D’Espagnat’s prize was announced at UNESCO in Paris on Monday. The quantum physics at the core of his work presents baffling insights about reality, but his philosophical conclusions from them sound like common sense. Science is an amazing discipline that opens vast areas of knowledge but cannot go all the way to explaining ultimate reality. There’s a mystery at the core of our existence that we can get a little closer to through the untestable but undeniable intuitions we have. That “little closer” still leaves a large black hole in our knowledge, but it is more than we have if we only rely on empirical science.

As often happens in cases like this, d’Espagnat was available for embargoed interviews several days before the prize was announced. I had the pleasure of meeting him on Friday at the Lutetia, a five-star hotel only a short bike ride from my more modest digs in Paris. Now 87 years old, d’Espagnat can look back on a long and illustrious career as a senior physicist at the CERN laboratory in Geneva, professor at the University of Paris (at its science hub in the suburb of Orsay) and guest lecturer at universities and conferences abroad. His latest book in English, On Physics and Philosophy, came out in the United States in 2006.

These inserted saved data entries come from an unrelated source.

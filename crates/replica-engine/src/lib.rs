//! Replica Clone Engine
//!
//! Deep copies of arbitrary object graphs described by a
//! [`TypeIntrospector`](replica_model::TypeIntrospector).
//!
//! # Core Concepts
//!
//! - [`CloneEngine`]: entry point; owns registrations and caches
//! - [`CloneContext`]: one clone call; shared with listeners
//! - [`Behavior`]: per-field treatment chosen by field filters
//! - [`Listener`]: post-clone notification for value or reference types
//! - [`TypeCloneStrategy`]: compiled, cached procedure for one type
//!
//! Immutable values (primitives, strings, enums, immutable records and
//! structs) are returned as-is. Everything else is copied exactly once per
//! call: shared references stay shared in the copy and cycles are preserved.
//!
//! # Example
//!
//! ```rust
//! use replica_engine::CloneEngine;
//! use replica_model::{TypeDef, TypeKey, TypeRegistry, Value};
//! use std::sync::Arc;
//!
//! let registry = Arc::new(TypeRegistry::new());
//! let node = registry.declare("Node").unwrap();
//! registry
//!     .define(node, TypeDef::class("Node").field("next", node))
//!     .unwrap();
//!
//! let source = registry.instantiate(node).unwrap();
//! source.as_object().unwrap().set("next", source.clone());
//!
//! let engine = CloneEngine::new(registry.clone());
//! let copy = engine.clone_value(&source).unwrap();
//! let next = copy.as_object().unwrap().get("next").unwrap();
//! assert!(next.same_instance(&copy));
//! assert!(!copy.same_instance(&source));
//! ```

#![warn(missing_docs)]
#![warn(unreachable_pub)]

mod config;
mod dispatch;
mod engine;
mod error;
mod filter;
mod immutability;
mod listener;
mod session;
mod strategy;

// Re-exports
pub use config::EngineConfig;
pub use dispatch::{Conversion, Dispatch, PolymorphicDispatcher};
pub use engine::{CloneContext, CloneEngine};
pub use error::{CloneError, CloneResult};
pub use filter::{Behavior, FieldFilter, FieldFilterRegistry};
pub use immutability::ImmutabilityClassifier;
pub use listener::{Listener, ListenerRegistry, ReferenceListener, ValueListener};
pub use session::{CloneSession, SessionStats};
pub use strategy::{Allocation, FieldAction, StrategyCache, TypeCloneStrategy, MAX_ARRAY_RANK};

/// Prelude module for common imports
pub mod prelude {
    //! Common imports for engine users
    pub use crate::{
        Behavior, CloneContext, CloneEngine, CloneError, CloneResult, EngineConfig, Listener,
        ReferenceListener, ValueListener,
    };
}

/// Version of this crate
pub const VERSION: &str = env!("CARGO_PKG_VERSION");
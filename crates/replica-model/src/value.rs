//! Dynamic values
//!
//! A [`Value`] is either a scalar, a value-type struct, or a handle to a
//! shared instance ([`ObjectRef`], [`ArrayRef`]) with reference identity.
//! Handles are cheap to clone; cloning a handle never copies the instance.

use crate::descriptor::{TypeDescriptor, TypeKey};
use parking_lot::RwLock;
use smallvec::SmallVec;
use std::fmt;
use std::sync::Arc;

/// Reference identity of a shared instance
///
/// Stable for as long as the instance is alive.
#[derive(Debug, Clone, Copy, PartialEq, Eq, Hash, PartialOrd, Ord)]
pub struct Identity(usize);

impl fmt::Display for Identity {
    fn fmt(&self, f: &mut fmt::Formatter<'_>) -> fmt::Result {
        write!(f, "{:#x}", self.0)
    }
}

/// A dynamically typed value
#[derive(Debug, Clone, Default)]
pub enum Value {
    /// Absent reference
    #[default]
    Null,

    /// Boolean scalar
    Bool(bool),

    /// Integer scalar
    Int(i64),

    /// Float scalar
    Float(f64),

    /// Character scalar
    Char(char),

    /// Immutable text; identity is the shared allocation
    Str(Arc<str>),

    /// Enumeration value
    Enum(EnumValue),

    /// Opaque handle
    Pointer(usize),

    /// Value-type instance
    Struct(StructValue),

    /// Reference-type instance
    Object(ObjectRef),

    /// Array instance
    Array(ArrayRef),
}

impl Value {
    /// Create a text value
    #[inline]
    #[must_use]
    pub fn string(text: impl Into<Arc<str>>) -> Self {
        Self::Str(text.into())
    }

    /// Runtime type of the value, `None` for null
    #[must_use]
    pub fn runtime_type(&self) -> Option<TypeKey> {
        match self {
            Self::Null => None,
            Self::Bool(_) => Some(TypeKey::BOOL),
            Self::Int(_) => Some(TypeKey::INT),
            Self::Float(_) => Some(TypeKey::FLOAT),
            Self::Char(_) => Some(TypeKey::CHAR),
            Self::Str(_) => Some(TypeKey::STRING),
            Self::Enum(e) => Some(e.ty),
            Self::Pointer(_) => Some(TypeKey::POINTER),
            Self::Struct(s) => Some(s.type_key()),
            Self::Object(o) => Some(o.type_key()),
            Self::Array(a) => Some(a.type_key()),
        }
    }

    /// Whether the value is null
    #[inline]
    #[must_use]
    pub fn is_null(&self) -> bool {
        matches!(self, Self::Null)
    }

    /// Identity of a tracked reference instance (objects and arrays)
    #[must_use]
    pub fn reference_identity(&self) -> Option<Identity> {
        match self {
            Self::Object(o) => Some(o.identity()),
            Self::Array(a) => Some(a.identity()),
            _ => None,
        }
    }

    /// Whether both values refer to the very same instance
    ///
    /// Objects, arrays and strings compare by allocation; everything else
    /// has no identity and is never the same instance.
    #[must_use]
    pub fn same_instance(&self, other: &Self) -> bool {
        match (self, other) {
            (Self::Object(a), Self::Object(b)) => a.ptr_eq(b),
            (Self::Array(a), Self::Array(b)) => a.ptr_eq(b),
            (Self::Str(a), Self::Str(b)) => Arc::ptr_eq(a, b),
            _ => false,
        }
    }

    /// Borrow as object handle
    #[inline]
    #[must_use]
    pub fn as_object(&self) -> Option<&ObjectRef> {
        match self {
            Self::Object(o) => Some(o),
            _ => None,
        }
    }

    /// Borrow as array handle
    #[inline]
    #[must_use]
    pub fn as_array(&self) -> Option<&ArrayRef> {
        match self {
            Self::Array(a) => Some(a),
            _ => None,
        }
    }

    /// Borrow as struct
    #[inline]
    #[must_use]
    pub fn as_struct(&self) -> Option<&StructValue> {
        match self {
            Self::Struct(s) => Some(s),
            _ => None,
        }
    }

    /// Mutably borrow as struct
    #[inline]
    pub fn as_struct_mut(&mut self) -> Option<&mut StructValue> {
        match self {
            Self::Struct(s) => Some(s),
            _ => None,
        }
    }

    /// Integer payload
    #[inline]
    #[must_use]
    pub fn as_int(&self) -> Option<i64> {
        match self {
            Self::Int(i) => Some(*i),
            _ => None,
        }
    }

    /// Text payload
    #[inline]
    #[must_use]
    pub fn as_str(&self) -> Option<&str> {
        match self {
            Self::Str(s) => Some(s),
            _ => None,
        }
    }
}

impl PartialEq for Value {
    fn eq(&self, other: &Self) -> bool {
        match (self, other) {
            (Self::Null, Self::Null) => true,
            (Self::Bool(a), Self::Bool(b)) => a == b,
            (Self::Int(a), Self::Int(b)) => a == b,
            (Self::Float(a), Self::Float(b)) => a == b,
            (Self::Char(a), Self::Char(b)) => a == b,
            (Self::Str(a), Self::Str(b)) => a == b,
            (Self::Enum(a), Self::Enum(b)) => a == b,
            (Self::Pointer(a), Self::Pointer(b)) => a == b,
            (Self::Struct(a), Self::Struct(b)) => a == b,
            (Self::Object(a), Self::Object(b)) => a.ptr_eq(b),
            (Self::Array(a), Self::Array(b)) => a.ptr_eq(b),
            _ => false,
        }
    }
}

impl From<bool> for Value {
    fn from(v: bool) -> Self {
        Self::Bool(v)
    }
}

impl From<i64> for Value {
    fn from(v: i64) -> Self {
        Self::Int(v)
    }
}

impl From<f64> for Value {
    fn from(v: f64) -> Self {
        Self::Float(v)
    }
}

impl From<char> for Value {
    fn from(v: char) -> Self {
        Self::Char(v)
    }
}

impl From<&str> for Value {
    fn from(v: &str) -> Self {
        Self::Str(Arc::from(v))
    }
}

impl From<String> for Value {
    fn from(v: String) -> Self {
        Self::Str(Arc::from(v))
    }
}

impl From<EnumValue> for Value {
    fn from(v: EnumValue) -> Self {
        Self::Enum(v)
    }
}

impl From<StructValue> for Value {
    fn from(v: StructValue) -> Self {
        Self::Struct(v)
    }
}

impl From<ObjectRef> for Value {
    fn from(v: ObjectRef) -> Self {
        Self::Object(v)
    }
}

impl From<ArrayRef> for Value {
    fn from(v: ArrayRef) -> Self {
        Self::Array(v)
    }
}

/// Enumeration value
#[derive(Debug, Clone, Copy, PartialEq, Eq, Hash)]
pub struct EnumValue {
    /// Enumeration type
    pub ty: TypeKey,

    /// Underlying discriminant
    pub discriminant: i64,
}

impl EnumValue {
    /// Create enum value
    #[inline]
    #[must_use]
    pub fn new(ty: TypeKey, discriminant: i64) -> Self {
        Self { ty, discriminant }
    }
}

/// Value-type instance
///
/// Owned inline; copying a `Value::Struct` copies its fields (shallowly for
/// any handles it holds).
#[derive(Clone)]
pub struct StructValue {
    ty: Arc<TypeDescriptor>,
    fields: Vec<Value>,
}

impl StructValue {
    /// Create from a descriptor and one value per field slot
    #[inline]
    #[must_use]
    pub fn new(ty: Arc<TypeDescriptor>, fields: Vec<Value>) -> Self {
        debug_assert_eq!(ty.fields().len(), fields.len());
        Self { ty, fields }
    }

    /// Type descriptor
    #[inline]
    #[must_use]
    pub fn descriptor(&self) -> &Arc<TypeDescriptor> {
        &self.ty
    }

    /// Type key
    #[inline]
    #[must_use]
    pub fn type_key(&self) -> TypeKey {
        self.ty.key()
    }

    /// Field by name
    #[must_use]
    pub fn get(&self, name: &str) -> Option<&Value> {
        self.ty.field(name).and_then(|f| self.fields.get(f.index))
    }

    /// Field by slot
    #[inline]
    #[must_use]
    pub fn get_at(&self, index: usize) -> Option<&Value> {
        self.fields.get(index)
    }

    /// Assign field by name; `false` if no such field
    pub fn set(&mut self, name: &str, value: Value) -> bool {
        match self.ty.field(name).map(|f| f.index) {
            Some(index) => self.set_at(index, value),
            None => false,
        }
    }

    /// Assign field by slot; `false` if out of range
    pub fn set_at(&mut self, index: usize, value: Value) -> bool {
        match self.fields.get_mut(index) {
            Some(slot) => {
                *slot = value;
                true
            }
            None => false,
        }
    }

    /// All field values in slot order
    #[inline]
    #[must_use]
    pub fn fields(&self) -> &[Value] {
        &self.fields
    }
}

impl PartialEq for StructValue {
    fn eq(&self, other: &Self) -> bool {
        self.type_key() == other.type_key() && self.fields == other.fields
    }
}

impl fmt::Debug for StructValue {
    fn fmt(&self, f: &mut fmt::Formatter<'_>) -> fmt::Result {
        let mut s = f.debug_struct(self.ty.name());
        for (field, value) in self.ty.fields().iter().zip(&self.fields) {
            s.field(&field.name, value);
        }
        s.finish()
    }
}

struct ObjectCell {
    ty: Arc<TypeDescriptor>,
    fields: RwLock<Vec<Value>>,
}

/// Shared handle to a reference-type instance
#[derive(Clone)]
pub struct ObjectRef(Arc<ObjectCell>);

impl ObjectRef {
    /// Create an instance from a descriptor and one value per field slot
    #[must_use]
    pub fn new(ty: Arc<TypeDescriptor>, fields: Vec<Value>) -> Self {
        debug_assert_eq!(ty.fields().len(), fields.len());
        Self(Arc::new(ObjectCell {
            ty,
            fields: RwLock::new(fields),
        }))
    }

    /// Runtime type descriptor
    #[inline]
    #[must_use]
    pub fn descriptor(&self) -> &Arc<TypeDescriptor> {
        &self.0.ty
    }

    /// Runtime type key
    #[inline]
    #[must_use]
    pub fn type_key(&self) -> TypeKey {
        self.0.ty.key()
    }

    /// Field by name
    #[must_use]
    pub fn get(&self, name: &str) -> Option<Value> {
        let index = self.0.ty.field(name)?.index;
        self.get_at(index)
    }

    /// Field by slot
    #[must_use]
    pub fn get_at(&self, index: usize) -> Option<Value> {
        self.0.fields.read().get(index).cloned()
    }

    /// Assign field by name; `false` if no such field
    pub fn set(&self, name: &str, value: Value) -> bool {
        match self.0.ty.field(name).map(|f| f.index) {
            Some(index) => self.set_at(index, value),
            None => false,
        }
    }

    /// Assign field by slot; `false` if out of range
    pub fn set_at(&self, index: usize, value: Value) -> bool {
        match self.0.fields.write().get_mut(index) {
            Some(slot) => {
                *slot = value;
                true
            }
            None => false,
        }
    }

    /// Snapshot of all field values in slot order
    #[must_use]
    pub fn fields(&self) -> Vec<Value> {
        self.0.fields.read().clone()
    }

    /// Reference identity
    #[inline]
    #[must_use]
    pub fn identity(&self) -> Identity {
        Identity(Arc::as_ptr(&self.0) as usize)
    }

    /// Whether both handles refer to the same instance
    #[inline]
    #[must_use]
    pub fn ptr_eq(&self, other: &Self) -> bool {
        Arc::ptr_eq(&self.0, &other.0)
    }
}

impl fmt::Debug for ObjectRef {
    fn fmt(&self, f: &mut fmt::Formatter<'_>) -> fmt::Result {
        write!(f, "{}@{}", self.0.ty.name(), self.identity())
    }
}

struct ArrayCell {
    ty: Arc<TypeDescriptor>,
    shape: SmallVec<[usize; 2]>,
    elements: RwLock<Vec<Value>>,
}

/// Shared handle to an array instance
///
/// Elements are stored row-major; `shape` holds the length of each
/// dimension.
#[derive(Clone)]
pub struct ArrayRef(Arc<ArrayCell>);

impl ArrayRef {
    /// Create an array from its type, shape and row-major elements
    #[must_use]
    pub fn new(ty: Arc<TypeDescriptor>, shape: &[usize], elements: Vec<Value>) -> Self {
        debug_assert_eq!(shape.iter().product::<usize>(), elements.len());
        Self(Arc::new(ArrayCell {
            ty,
            shape: SmallVec::from_slice(shape),
            elements: RwLock::new(elements),
        }))
    }

    /// Array type descriptor
    #[inline]
    #[must_use]
    pub fn descriptor(&self) -> &Arc<TypeDescriptor> {
        &self.0.ty
    }

    /// Array type key
    #[inline]
    #[must_use]
    pub fn type_key(&self) -> TypeKey {
        self.0.ty.key()
    }

    /// Element type
    #[inline]
    #[must_use]
    pub fn element_type(&self) -> Option<TypeKey> {
        self.0.ty.array_shape().map(|(element, _)| element)
    }

    /// Length of each dimension
    #[inline]
    #[must_use]
    pub fn shape(&self) -> &[usize] {
        &self.0.shape
    }

    /// Number of dimensions
    #[inline]
    #[must_use]
    pub fn rank(&self) -> usize {
        self.0.shape.len()
    }

    /// Total number of elements
    #[must_use]
    pub fn len(&self) -> usize {
        self.0.elements.read().len()
    }

    /// Whether the array has no elements
    #[must_use]
    pub fn is_empty(&self) -> bool {
        self.len() == 0
    }

    /// Element at a row-major position
    #[must_use]
    pub fn get(&self, index: usize) -> Option<Value> {
        self.0.elements.read().get(index).cloned()
    }

    /// Element of a two-dimensional array
    #[must_use]
    pub fn get2(&self, row: usize, column: usize) -> Option<Value> {
        self.offset2(row, column).and_then(|i| self.get(i))
    }

    /// Assign element at a row-major position; `false` if out of range
    pub fn set(&self, index: usize, value: Value) -> bool {
        match self.0.elements.write().get_mut(index) {
            Some(slot) => {
                *slot = value;
                true
            }
            None => false,
        }
    }

    /// Assign element of a two-dimensional array; `false` if out of range
    pub fn set2(&self, row: usize, column: usize, value: Value) -> bool {
        match self.offset2(row, column) {
            Some(index) => self.set(index, value),
            None => false,
        }
    }

    /// Snapshot of all elements, row-major
    #[must_use]
    pub fn to_vec(&self) -> Vec<Value> {
        self.0.elements.read().clone()
    }

    /// Reference identity
    #[inline]
    #[must_use]
    pub fn identity(&self) -> Identity {
        Identity(Arc::as_ptr(&self.0) as usize)
    }

    /// Whether both handles refer to the same array
    #[inline]
    #[must_use]
    pub fn ptr_eq(&self, other: &Self) -> bool {
        Arc::ptr_eq(&self.0, &other.0)
    }

    fn offset2(&self, row: usize, column: usize) -> Option<usize> {
        match self.0.shape.as_slice() {
            [rows, columns] if row < *rows && column < *columns => Some(row * columns + column),
            _ => None,
        }
    }
}

impl fmt::Debug for ArrayRef {
    fn fmt(&self, f: &mut fmt::Formatter<'_>) -> fmt::Result {
        write!(
            f,
            "{}{:?}@{}",
            self.0.ty.name(),
            self.0.shape.as_slice(),
            self.identity()
        )
    }
}
//! Clone session
//!
//! One session lives for exactly one top-level clone call. It maps every
//! source reference instance to its clone so that shared references stay
//! shared and cycles terminate.

use replica_model::{Identity, Value};
use std::collections::HashMap;

/// Counters gathered during one clone call
#[derive(Debug, Clone, Copy, Default, PartialEq, Eq)]
pub struct SessionStats {
    /// Distinct reference instances cloned
    pub tracked_references: usize,
    /// Strategy executions that produced a new clone
    pub strategies_executed: usize,
    /// Listener notifications delivered
    pub listener_invocations: usize,
    /// Deepest strategy nesting reached
    pub max_depth: usize,
}

#[derive(Debug)]
struct Tracked {
    // Holding the source keeps its identity from being reused mid-session
    _source: Value,
    clone: Value,
}

/// Source-to-clone identity map for one clone call
#[derive(Debug, Default)]
pub struct CloneSession {
    tracked: HashMap<Identity, Tracked>,
    stats: SessionStats,
}

impl CloneSession {
    /// Create empty session
    #[must_use]
    pub fn new() -> Self {
        Self::default()
    }

    /// Clone already made for `source`, if any
    #[must_use]
    pub fn try_get_clone(&self, source: &Value) -> Option<Value> {
        let identity = source.reference_identity()?;
        self.tracked.get(&identity).map(|t| t.clone.clone())
    }

    /// Remember the clone of a reference instance
    ///
    /// Values without reference identity are ignored.
    pub fn record(&mut self, source: &Value, clone: Value) {
        if let Some(identity) = source.reference_identity() {
            self.tracked.insert(
                identity,
                Tracked {
                    _source: source.clone(),
                    clone,
                },
            );
        }
    }

    /// Number of tracked instances
    #[must_use]
    pub fn len(&self) -> usize {
        self.tracked.len()
    }

    /// Whether nothing is tracked
    #[must_use]
    pub fn is_empty(&self) -> bool {
        self.tracked.is_empty()
    }

    /// Counters so far
    #[must_use]
    pub fn stats(&self) -> SessionStats {
        SessionStats {
            tracked_references: self.tracked.len(),
            ..self.stats
        }
    }

    pub(crate) fn stats_mut(&mut self) -> &mut SessionStats {
        &mut self.stats
    }
}
//! Per-field clone behaviors
//!
//! A field filter maps a field to a [`Behavior`]. Filters are consulted
//! once per field when a type's strategy is compiled; the first filter that
//! answers anything other than [`Behavior::Clone`] decides.

use parking_lot::RwLock;
use replica_model::FieldDescriptor;
use serde::{Deserialize, Serialize};
use std::fmt;
use std::sync::Arc;

/// How a single field is treated during cloning
#[derive(Debug, Clone, Copy, PartialEq, Eq, Hash, Default, Serialize, Deserialize)]
pub enum Behavior {
    /// Deep-clone the field value (default)
    #[default]
    Clone,
    /// Copy the source value as-is, sharing any referenced instance
    CopyValue,
    /// Leave whatever allocation or construction put there
    DoNotInitialize,
    /// Set the field type's zero/default value
    AssignDefault,
}

/// Field filter rule
pub type FieldFilter = Arc<dyn Fn(&FieldDescriptor) -> Behavior + Send + Sync>;

/// Ordered set of field filters
#[derive(Default)]
pub struct FieldFilterRegistry {
    rules: RwLock<Vec<FieldFilter>>,
}

impl FieldFilterRegistry {
    /// Create empty registry
    #[must_use]
    pub fn new() -> Self {
        Self::default()
    }

    /// Append a rule
    pub fn register(&self, rule: impl Fn(&FieldDescriptor) -> Behavior + Send + Sync + 'static) {
        self.rules.write().push(Arc::new(rule));
    }

    /// Behavior for a field
    ///
    /// Rules run outside the lock, so a rule may register further rules.
    #[must_use]
    pub fn resolve(&self, field: &FieldDescriptor) -> Behavior {
        let rules = self.rules.read().clone();
        rules
            .iter()
            .map(|rule| rule(field))
            .find(|behavior| *behavior != Behavior::Clone)
            .unwrap_or_default()
    }

    /// Number of registered rules
    #[must_use]
    pub fn len(&self) -> usize {
        self.rules.read().len()
    }

    /// Whether no rule is registered
    #[must_use]
    pub fn is_empty(&self) -> bool {
        self.rules.read().is_empty()
    }
}

impl fmt::Debug for FieldFilterRegistry {
    fn fmt(&self, f: &mut fmt::Formatter<'_>) -> fmt::Result {
        f.debug_struct("FieldFilterRegistry")
            .field("rules", &self.len())
            .finish()
    }
}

At the end, I asked what he would do with his prize money. After paying the taxes on it, he stressed as he started his answer, he would divide it into three equal parts. One would go to promote the study of “negative theology,” a theology that he says fits his spiritualist outlook and conviction that we can only describe God by concepts that say what God is not. The second part would go to associations helping the homeless. And the last third he and his wife would use to make their home more senior-friendly. “My wife is handicapped and she would very much like to remain at home as long as possible,” he said.

You can read our story here or consult the prize website for more information and an extensive collection of links about his work. Some excerpts from my interview with d’Espagnat are on the next page. Taking a page from Paul Krugman’s economics blog, let me put a health warning on it right away — (wonkish).

(more…)

COMMENT

At points in the history of the western world, science has been viewed as an opposition to the religious establishment, and people with new ideas censored. An example being Galileo, who was put under house arrest for reasserting previous claims that the earth went around the sun.

Another German scientist, Nietzsche also commented upon similar affects upon thought and the scientific community in “Beyond good and Evil”.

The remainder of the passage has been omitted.